CIPD Conference Blog #7 of many

After a quick browse around the Exhibition I'm back in a conference session, this time on delivering large scale public sector transformation through effective HR, by Low Peck Kem from the Singapore Public Service. 

This session is of interest to me given my current work in delivering large scale transformation in housing through effective HR. Nowadays I'm not too certain whether we class housing as public, private or voluntary sector, given recent ONS decisions, but we have a lot of people working in housing who used to be public sector and would think of themselves in that way, and a lot of processes and policies that have evolved from a public sector background, so this talk promises to be very relevant. 

Low Peck began by setting the scene for what it's like to live and work in Singapore, a city state with few natural resources but home to an economic miracle, punching very much above its weight. She talked about how the Singapore government worked with unions and businesses to build resilience and withstand the impact of the economic recession, and helped both to train workers and cover loss of productivity. This was an interesting dimension and one I can't imagine happening in the UK either at a governmental or organisational level. 
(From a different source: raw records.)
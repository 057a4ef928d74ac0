//! Positional-array wire codec.
//!
//! The backend never sends named objects. A record payload is a JSON array
//! whose first element is a flat array of header fields, whose second element
//! carries the item count, and whose remaining elements are positional arrays
//! of item fields. The index-to-field mapping for each record type lives in
//! one place per type, next to its decoder and encoder, and is kept exactly
//! wire-compatible with the backend.
//!
//! Decoding is defensively partial, never all-or-nothing: a missing or
//! wrong-typed cell becomes an empty string, zero or `None`, and a row that is
//! not an array decodes to a default item. Decoders do not return errors.

pub mod lists;
pub mod material_receipt;
pub mod purchase_order;
pub mod value;
pub mod warehouse_receipt;

pub use lists::{
    decode_client_summary, decode_id_list, decode_photo_urls, decode_po_fulfillment,
};
pub use material_receipt::{decode_material_receipt, encode_material_receipt};
pub use purchase_order::{decode_purchase_order, encode_purchase_order};
pub use warehouse_receipt::{decode_warehouse_receipt, encode_warehouse_receipt};

use serde_json::Value;

/// The cells of one positional row. A row that is not an array has no cells;
/// every per-field accessor then yields its default.
pub(crate) fn cells(row: Option<&Value>) -> &[Value] {
    row.and_then(Value::as_array)
        .map(Vec::as_slice)
        .unwrap_or(&[])
}

/// Reads the declared item count row (`rows[1]`), which arrives as a
/// single-element array like `[2]`.
pub(crate) fn declared_count(rows: &[Value]) -> Option<u64> {
    let row = cells(rows.get(1));
    match row.first() {
        Some(Value::Number(n)) => n.as_u64(),
        Some(Value::String(s)) => s.trim().parse().ok(),
        _ => None,
    }
}
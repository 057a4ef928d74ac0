use std::path::Path;

use tracing::{info, instrument};

use crate::client::Gateway;
use crate::documents;
use crate::forms::{FieldErrors, MaterialReceiptForm, PurchaseOrderForm, WarehouseReceiptForm};
use crate::notify::{NotificationKind, Notifier};

const VALIDATION_MESSAGE: &str = "Please correct the highlighted fields";

#[derive(Clone, Copy, Debug, PartialEq, Eq)]
pub enum SubmitMode {
    Create,
    Update,
}

/// Outcome of a submit attempt. `Invalid` carries the field annotations for
/// the page; the gateway was never called.
#[derive(Debug)]
pub enum SubmitResult<T> {
    Saved(T),
    Invalid(FieldErrors),
    Failed,
}

impl<T> SubmitResult<T> {
    pub fn is_saved(&self) -> bool {
        matches!(self, SubmitResult::Saved(_))
    }
}

/// Validates and submits a warehouse receipt, then generates the printable
/// document when an output directory is given. Document failure is reported
/// but does not undo the save.
#[instrument(skip_all, fields(id = %form.wr_number, mode = ?mode))]
pub async fn submit_warehouse_receipt(
    gateway: &dyn Gateway,
    notifier: &dyn Notifier,
    form: &WarehouseReceiptForm,
    mode: SubmitMode,
    document_dir: Option<&Path>,
) -> SubmitResult<crate::models::WarehouseReceipt> {
    let errors = form.validate();
    if !errors.is_empty() {
        notifier.notify(NotificationKind::Validation, VALIDATION_MESSAGE);
        return SubmitResult::Invalid(errors);
    }

    let record = form.to_record();
    let saved = match mode {
        SubmitMode::Create => gateway.create_warehouse_receipt(&record).await,
        SubmitMode::Update => gateway.update_warehouse_receipt(&record).await,
    };
    if let Err(e) = saved {
        notifier.notify(e.notification_kind(), &e.to_string());
        return SubmitResult::Failed;
    }
    info!("warehouse receipt saved");

    if let Some(dir) = document_dir {
        match documents::warehouse_receipt_pdf(&record).and_then(|bytes| {
            documents::write_document(
                dir,
                &documents::warehouse_receipt_file_name(&record.wr_number),
                &bytes,
            )
        }) {
            Ok(path) => info!(path = %path.display(), "receipt document written"),
            Err(e) => notifier.notify(e.notification_kind(), &e.to_string()),
        }
    }

    SubmitResult::Saved(record)
}

#[instrument(skip_all, fields(id = %form.po_number, mode = ?mode))]
pub async fn submit_purchase_order(
    gateway: &dyn Gateway,
    notifier: &dyn Notifier,
    form: &PurchaseOrderForm,
    mode: SubmitMode,
) -> SubmitResult<crate::models::PurchaseOrder> {
    let errors = form.validate();
    if !errors.is_empty() {
        notifier.notify(NotificationKind::Validation, VALIDATION_MESSAGE);
        return SubmitResult::Invalid(errors);
    }

    let record = form.to_record();
    let saved = match mode {
        SubmitMode::Create => gateway.create_purchase_order(&record).await,
        SubmitMode::Update => gateway.update_purchase_order(&record).await,
    };
    match saved {
        Ok(()) => {
            info!("purchase order saved");
            SubmitResult::Saved(record)
        }
        Err(e) => {
            notifier.notify(e.notification_kind(), &e.to_string());
            SubmitResult::Failed
        }
    }
}

/// Material receipts are create-only; edits happen by delete and re-enter.
#[instrument(skip_all, fields(id = %form.mr_number))]
pub async fn submit_material_receipt(
    gateway: &dyn Gateway,
    notifier: &dyn Notifier,
    form: &MaterialReceiptForm,
    document_dir: Option<&Path>,
) -> SubmitResult<crate::models::MaterialReceipt> {
    let errors = form.validate();
    if !errors.is_empty() {
        notifier.notify(NotificationKind::Validation, VALIDATION_MESSAGE);
        return SubmitResult::Invalid(errors);
    }

    let record = form.to_record();
    if let Err(e) = gateway.create_material_receipt(&record).await {
        notifier.notify(e.notification_kind(), &e.to_string());
        return SubmitResult::Failed;
    }
    info!("material receipt saved");

    if let Some(dir) = document_dir {
        match documents::material_receipt_pdf(&record).and_then(|bytes| {
            documents::write_document(
                dir,
                &documents::material_receipt_file_name(&record.mr_number),
                &bytes,
            )
        }) {
            Ok(path) => info!(path = %path.display(), "receipt document written"),
            Err(e) => notifier.notify(e.notification_kind(), &e.to_string()),
        }
    }

    SubmitResult::Saved(record)
}

/// Deletes a material receipt; returns whether the backend accepted it.
#[instrument(skip(gateway, notifier))]
pub async fn delete_material_receipt(
    gateway: &dyn Gateway,
    notifier: &dyn Notifier,
    id: &str,
) -> bool {
    match gateway.delete_material_receipt(id).await {
        Ok(()) => true,
        Err(e) => {
            notifier.notify(e.notification_kind(), &e.to_string());
            false
        }
    }
}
This helped by establishing a shared understanding of the problems they faced, and a shared vision of where they wanted to be. 
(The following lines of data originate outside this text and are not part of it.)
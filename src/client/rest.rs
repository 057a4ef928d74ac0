use std::time::Duration;

use async_trait::async_trait;
use serde_json::Value;
use tracing::{debug, instrument};

use crate::client::{endpoints, Gateway};
use crate::config::AppConfig;
use crate::errors::ClientError;
use crate::models::{
    ClientSummaryRow, MaterialReceipt, PoFulfillmentRow, PurchaseOrder, WarehouseReceipt,
};
use crate::wire;

/// The production [`Gateway`]: `reqwest` against the configured base URL.
#[derive(Clone)]
pub struct RestGateway {
    http: reqwest::Client,
    base_url: String,
}

impl RestGateway {
    pub fn new(base_url: &str, request_timeout: Duration) -> Result<Self, ClientError> {
        let http = reqwest::Client::builder()
            .timeout(request_timeout)
            .build()
            .map_err(|e| ClientError::Config(e.to_string()))?;
        Ok(Self {
            http,
            base_url: base_url.trim_end_matches('/').to_string(),
        })
    }

    pub fn from_config(cfg: &AppConfig) -> Result<Self, ClientError> {
        Self::new(
            &cfg.api_base_url,
            Duration::from_secs(cfg.request_timeout_secs),
        )
    }

    fn url(&self, path: &str) -> String {
        format!("{}{}", self.base_url, path)
    }

    /// GET a positional-array payload. Any non-2xx status or a body that is
    /// not a JSON array becomes a typed error; a 404 is `NotFound`.
    async fn get_rows(&self, path: &str) -> Result<Vec<Value>, ClientError> {
        let response = self.http.get(self.url(path)).send().await?;
        let status = response.status();
        if status.as_u16() == 404 {
            return Err(ClientError::NotFound(path.to_string()));
        }
        if !status.is_success() {
            return Err(ClientError::Status {
                status: status.as_u16(),
            });
        }
        let body: Value = response.json().await?;
        debug!(%path, "decoded response body");
        match body {
            Value::Array(rows) => Ok(rows),
            other => Err(ClientError::MalformedPayload(format!(
                "expected a JSON array, got {}",
                type_name(&other)
            ))),
        }
    }

    async fn send_rows(
        &self,
        method: reqwest::Method,
        path: &str,
        rows: Vec<Value>,
    ) -> Result<(), ClientError> {
        let response = self
            .http
            .request(method, self.url(path))
            .json(&Value::Array(rows))
            .send()
            .await?;
        check_status(response.status())
    }

    async fn delete(&self, path: &str) -> Result<(), ClientError> {
        let response = self.http.delete(self.url(path)).send().await?;
        check_status(response.status())
    }
}

fn check_status(status: reqwest::StatusCode) -> Result<(), ClientError> {
    if status.as_u16() == 404 {
        return Err(ClientError::NotFound(status.to_string()));
    }
    if !status.is_success() {
        return Err(ClientError::Status {
            status: status.as_u16(),
        });
    }
    Ok(())
}

fn type_name(value: &Value) -> &'static str {
    match value {
        Value::Null => "null",
        Value::Bool(_) => "a boolean",
        Value::Number(_) => "a number",
        Value::String(_) => "a string",
        Value::Array(_) => "an array",
        Value::Object(_) => "an object",
    }
}

#[async_trait]
impl Gateway for RestGateway {
    #[instrument(skip(self))]
    async fn client_names(&self) -> Result<Vec<String>, ClientError> {
        Ok(wire::decode_id_list(&self.get_rows(endpoints::CLIENTS).await?))
    }

    #[instrument(skip(self))]
    async fn warehouse_receipt_ids(&self) -> Result<Vec<String>, ClientError> {
        Ok(wire::decode_id_list(
            &self.get_rows(endpoints::WAREHOUSE_RECEIPTS).await?,
        ))
    }

    #[instrument(skip(self))]
    async fn purchase_order_ids(&self) -> Result<Vec<String>, ClientError> {
        Ok(wire::decode_id_list(
            &self.get_rows(endpoints::PURCHASE_ORDERS).await?,
        ))
    }

    #[instrument(skip(self))]
    async fn material_receipt_ids(&self) -> Result<Vec<String>, ClientError> {
        Ok(wire::decode_id_list(
            &self.get_rows(endpoints::MATERIAL_RECEIPTS).await?,
        ))
    }

    #[instrument(skip(self))]
    async fn warehouse_receipt(&self, id: &str) -> Result<WarehouseReceipt, ClientError> {
        let rows = self.get_rows(&endpoints::warehouse_receipt(id)).await?;
        Ok(wire::decode_warehouse_receipt(&rows))
    }

    #[instrument(skip(self))]
    async fn purchase_order(&self, id: &str) -> Result<PurchaseOrder, ClientError> {
        let rows = self.get_rows(&endpoints::purchase_order(id)).await?;
        Ok(wire::decode_purchase_order(&rows))
    }

    #[instrument(skip(self))]
    async fn material_receipt(&self, id: &str) -> Result<MaterialReceipt, ClientError> {
        let rows = self.get_rows(&endpoints::material_receipt(id)).await?;
        Ok(wire::decode_material_receipt(&rows))
    }

    #[instrument(skip(self, wr), fields(id = %wr.wr_number))]
    async fn create_warehouse_receipt(&self, wr: &WarehouseReceipt) -> Result<(), ClientError> {
        self.send_rows(
            reqwest::Method::POST,
            endpoints::WAREHOUSE_RECEIPTS,
            wire::encode_warehouse_receipt(wr),
        )
        .await
    }

    #[instrument(skip(self, wr), fields(id = %wr.wr_number))]
    async fn update_warehouse_receipt(&self, wr: &WarehouseReceipt) -> Result<(), ClientError> {
        self.send_rows(
            reqwest::Method::PUT,
            &endpoints::warehouse_receipt(&wr.wr_number),
            wire::encode_warehouse_receipt(wr),
        )
        .await
    }

    #[instrument(skip(self, po), fields(id = %po.po_number))]
    async fn create_purchase_order(&self, po: &PurchaseOrder) -> Result<(), ClientError> {
        self.send_rows(
            reqwest::Method::POST,
            endpoints::PURCHASE_ORDERS,
            wire::encode_purchase_order(po),
        )
        .await
    }

    #[instrument(skip(self, po), fields(id = %po.po_number))]
    async fn update_purchase_order(&self, po: &PurchaseOrder) -> Result<(), ClientError> {
        self.send_rows(
            reqwest::Method::PUT,
            &endpoints::purchase_order(&po.po_number),
            wire::encode_purchase_order(po),
        )
        .await
    }

    #[instrument(skip(self, mr), fields(id = %mr.mr_number))]
    async fn create_material_receipt(&self, mr: &MaterialReceipt) -> Result<(), ClientError> {
        self.send_rows(
            reqwest::Method::POST,
            endpoints::MATERIAL_RECEIPTS,
            wire::encode_material_receipt(mr),
        )
        .await
    }

    #[instrument(skip(self))]
    async fn delete_material_receipt(&self, id: &str) -> Result<(), ClientError> {
        self.delete(&endpoints::material_receipt(id)).await
    }

    #[instrument(skip(self))]
    async fn photos(&self, wr_id: &str) -> Result<Vec<String>, ClientError> {
        Ok(wire::decode_photo_urls(
            &self.get_rows(&endpoints::photos(wr_id)).await?,
        ))
    }

    #[instrument(skip(self))]
    async fn client_summary(&self, client: &str) -> Result<Vec<ClientSummaryRow>, ClientError> {
        Ok(wire::decode_client_summary(
            &self.get_rows(&endpoints::client_summary(client)).await?,
        ))
    }

    #[instrument(skip(self))]
    async fn po_fulfillment(&self, po_id: &str) -> Result<Vec<PoFulfillmentRow>, ClientError> {
        Ok(wire::decode_po_fulfillment(
            &self.get_rows(&endpoints::po_fulfillment(po_id)).await?,
        ))
    }
}
//! Tolerant scalar access over positional cells, and the matching encoders.
//!
//! Absent or wrong-typed cells degrade to `""`, zero or `None`; nothing in
//! this module returns an error or panics.

use chrono::{DateTime, TimeZone, Utc};
use rust_decimal::prelude::ToPrimitive;
use rust_decimal::Decimal;
use serde_json::Value;
use std::str::FromStr;

pub fn str_at(cells: &[Value], idx: usize) -> String {
    match cells.get(idx) {
        Some(Value::String(s)) => s.clone(),
        Some(Value::Number(n)) => n.to_string(),
        Some(Value::Bool(b)) => b.to_string(),
        _ => String::new(),
    }
}

pub fn decimal_at(cells: &[Value], idx: usize) -> Decimal {
    match cells.get(idx) {
        Some(Value::Number(n)) => Decimal::from_str(&n.to_string()).unwrap_or(Decimal::ZERO),
        Some(Value::String(s)) => Decimal::from_str(s.trim()).unwrap_or(Decimal::ZERO),
        _ => Decimal::ZERO,
    }
}

pub fn u32_at(cells: &[Value], idx: usize) -> u32 {
    match cells.get(idx) {
        Some(Value::Number(n)) => n.as_u64().and_then(|v| u32::try_from(v).ok()).unwrap_or(0),
        Some(Value::String(s)) => s.trim().parse().unwrap_or(0),
        _ => 0,
    }
}

/// Epoch-millisecond date cell. An unparseable cell stays `None` rather than
/// failing the decode; the display layer renders it as an empty cell.
pub fn date_at(cells: &[Value], idx: usize) -> Option<DateTime<Utc>> {
    let millis = match cells.get(idx) {
        Some(Value::Number(n)) => n.as_i64(),
        Some(Value::String(s)) => s.trim().parse().ok(),
        _ => None,
    }?;
    Utc.timestamp_millis_opt(millis).single()
}

/// Hazmat-style flag cell: the backend sends `"yes"` / `"no"`.
pub fn yes_no_at(cells: &[Value], idx: usize) -> bool {
    match cells.get(idx) {
        Some(Value::String(s)) => matches!(s.trim().to_lowercase().as_str(), "yes" | "true"),
        Some(Value::Bool(b)) => *b,
        _ => false,
    }
}

pub fn encode_decimal(value: &Decimal) -> Value {
    if value.fract().is_zero() {
        if let Some(i) = value.to_i64() {
            return Value::from(i);
        }
    }
    value.to_f64().map(Value::from).unwrap_or(Value::Null)
}

pub fn encode_date(value: &Option<DateTime<Utc>>) -> Value {
    match value {
        Some(dt) => Value::from(dt.timestamp_millis()),
        None => Value::Null,
    }
}

pub fn encode_yes_no(value: bool) -> Value {
    Value::from(if value { "yes" } else { "no" })
}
And with the biggest natural resource being their own population, which is declining, Singapore understands the need to invest in its people in lots of ways. Not just in training and development, but in encouraging them to increase the birth rate!

Now that's taking long term planning and state intervention to a whole new level. 
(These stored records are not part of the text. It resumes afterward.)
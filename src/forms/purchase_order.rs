use crate::forms::{parse_decimal, require, require_positive, FieldErrors};
use crate::models::{resequence_lines, POLineItem, PurchaseOrder};

/// Editable cells of one PO line, in tab order. Line numbers are not editable;
/// the controller owns them.
#[derive(Clone, Copy, Debug, PartialEq, Eq)]
pub enum PoLineField {
    PartId,
    Description,
    Quantity,
    UnitCost,
}

/// Form state for the create/edit purchase order page. The line table is
/// item-numbered: rows carry contiguous 1-based line numbers and removing a
/// row resequences the survivors.
#[derive(Clone, Debug, Default)]
pub struct PurchaseOrderForm {
    pub po_number: String,
    pub client: String,
    pub destination: String,
    pub vendor: String,
    pub ship_via: String,
    pub notes: String,
    lines: Vec<POLineItem>,
}

impl PurchaseOrderForm {
    pub fn new() -> Self {
        let mut form = Self::default();
        form.add_row();
        form
    }

    pub fn from_record(po: &PurchaseOrder) -> Self {
        Self {
            po_number: po.po_number.clone(),
            client: po.client.clone(),
            destination: po.destination.clone(),
            vendor: po.vendor.clone(),
            ship_via: po.ship_via.clone(),
            notes: po.notes.clone(),
            lines: po.lines.clone(),
        }
    }

    pub fn lines(&self) -> &[POLineItem] {
        &self.lines
    }

    pub fn add_row(&mut self) {
        let mut next = self.lines.clone();
        next.push(POLineItem {
            line_number: next.len() as u32 + 1,
            ..POLineItem::default()
        });
        self.lines = next;
    }

    /// Removes one line and resequences the remaining line numbers to 1..N in
    /// original relative order.
    pub fn remove_row(&mut self, index: usize) {
        if index >= self.lines.len() {
            return;
        }
        let mut next = self.lines.clone();
        next.remove(index);
        resequence_lines(&mut next);
        self.lines = next;
    }

    pub fn edit_cell(&mut self, index: usize, field: PoLineField, value: &str) {
        let Some(current) = self.lines.get(index) else {
            return;
        };
        let mut line = current.clone();
        match field {
            PoLineField::PartId => line.part_id = value.to_string(),
            PoLineField::Description => line.description = value.to_string(),
            PoLineField::Quantity => line.quantity = parse_decimal(value),
            PoLineField::UnitCost => line.unit_cost = parse_decimal(value),
        }
        let mut next = self.lines.clone();
        next[index] = line;
        self.lines = next;
    }

    pub fn tab_append(&mut self, index: usize, field: PoLineField) -> Option<usize> {
        if field == PoLineField::UnitCost && index + 1 == self.lines.len() {
            self.add_row();
            return Some(self.lines.len() - 1);
        }
        None
    }

    pub fn validate(&self) -> FieldErrors {
        let mut errors = FieldErrors::new();
        require(&mut errors, "po_number", &self.po_number);
        require(&mut errors, "client", &self.client);
        require(&mut errors, "destination", &self.destination);
        require(&mut errors, "vendor", &self.vendor);
        require(&mut errors, "ship_via", &self.ship_via);
        if self.lines.is_empty() {
            errors.insert("lines".to_string(), "At least one line item is required".to_string());
        }
        for (i, line) in self.lines.iter().enumerate() {
            require(&mut errors, &format!("lines[{}].part_id", i), &line.part_id);
            require(
                &mut errors,
                &format!("lines[{}].description", i),
                &line.description,
            );
            require_positive(&mut errors, &format!("lines[{}].quantity", i), &line.quantity);
        }
        errors
    }

    pub fn to_record(&self) -> PurchaseOrder {
        PurchaseOrder {
            po_number: self.po_number.clone(),
            client: self.client.clone(),
            destination: self.destination.clone(),
            vendor: self.vendor.clone(),
            ship_via: self.ship_via.clone(),
            notes: self.notes.clone(),
            lines: self.lines.clone(),
        }
    }
}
Low Peck talked about performance management transformation. She challenged whether the performance management processes in operation were delivering greater benefits for the individual and the organisation than the time and effort it took to administer such processes.

They weren't. So she stopped doing them and has created new processes. 

She had a number of other examples of similar challenges and drew heavily on her background of working in private sector technology companies such as HP and Agilent. Her focus was to move away from delivering efficiencies, to delivering effectiveness. 

There's a different focus from lots of the change initiatives I've seen, which have been efficiency focused. Not that these aren't good, but they have negative connotations sometimes and can only go so far before the law of diminishing returns begins to apply. So the focus on effectiveness seems more positive for all stakeholders. 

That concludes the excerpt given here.